» EXERCISE PROMPT: Give back only the lines in the records below from the one with "the previous artifact" to the one with "instead of at drop", both inclusive, word for word.
:: SOURCE MATERIAL
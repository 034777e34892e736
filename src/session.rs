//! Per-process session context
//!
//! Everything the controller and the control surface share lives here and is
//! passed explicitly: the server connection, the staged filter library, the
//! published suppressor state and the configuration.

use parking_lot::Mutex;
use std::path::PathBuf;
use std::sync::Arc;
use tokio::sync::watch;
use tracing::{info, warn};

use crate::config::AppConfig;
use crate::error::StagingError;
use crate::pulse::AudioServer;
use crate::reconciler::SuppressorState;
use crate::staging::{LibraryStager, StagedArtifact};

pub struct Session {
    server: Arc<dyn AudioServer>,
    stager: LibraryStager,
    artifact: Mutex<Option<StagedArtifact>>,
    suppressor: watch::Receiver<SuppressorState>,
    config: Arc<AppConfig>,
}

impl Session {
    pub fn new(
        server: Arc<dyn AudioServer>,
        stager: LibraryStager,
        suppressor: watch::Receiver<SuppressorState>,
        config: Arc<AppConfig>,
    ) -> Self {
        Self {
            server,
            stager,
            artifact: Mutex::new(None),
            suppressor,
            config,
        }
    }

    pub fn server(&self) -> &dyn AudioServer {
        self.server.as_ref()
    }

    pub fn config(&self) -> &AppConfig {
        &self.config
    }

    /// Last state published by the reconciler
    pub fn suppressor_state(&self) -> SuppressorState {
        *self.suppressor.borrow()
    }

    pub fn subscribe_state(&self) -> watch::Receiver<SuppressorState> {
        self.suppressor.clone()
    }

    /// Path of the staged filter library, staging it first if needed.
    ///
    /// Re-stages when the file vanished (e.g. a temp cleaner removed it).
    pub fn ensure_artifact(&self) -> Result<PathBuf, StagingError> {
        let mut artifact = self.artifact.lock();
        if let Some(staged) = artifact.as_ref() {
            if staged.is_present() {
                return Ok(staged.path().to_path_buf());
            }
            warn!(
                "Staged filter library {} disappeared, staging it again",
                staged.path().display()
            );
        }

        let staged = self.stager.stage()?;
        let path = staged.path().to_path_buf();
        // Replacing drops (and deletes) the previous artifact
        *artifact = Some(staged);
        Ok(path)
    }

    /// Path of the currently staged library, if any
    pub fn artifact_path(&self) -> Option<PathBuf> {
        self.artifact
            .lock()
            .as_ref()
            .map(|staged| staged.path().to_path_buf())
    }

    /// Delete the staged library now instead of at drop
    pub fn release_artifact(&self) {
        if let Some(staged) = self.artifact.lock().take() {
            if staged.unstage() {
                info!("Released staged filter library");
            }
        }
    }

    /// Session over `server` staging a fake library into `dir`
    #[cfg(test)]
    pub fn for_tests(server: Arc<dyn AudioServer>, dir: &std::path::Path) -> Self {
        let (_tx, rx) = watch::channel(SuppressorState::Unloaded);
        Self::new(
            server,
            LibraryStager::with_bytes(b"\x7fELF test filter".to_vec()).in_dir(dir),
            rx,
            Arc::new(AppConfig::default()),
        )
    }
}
::::
» RESPONSE AREA:
        // Replacing drops (and deletes) the previous artifact
        *artifact = Some(staged);
        Ok(path)
    }

    /// Path of the currently staged library, if any
    pub fn artifact_path(&self) -> Option<PathBuf> {
        self.artifact
            .lock()
            .as_ref()
            .map(|staged| staged.path().to_path_buf())
    }

    /// Delete the staged library now instead of at drop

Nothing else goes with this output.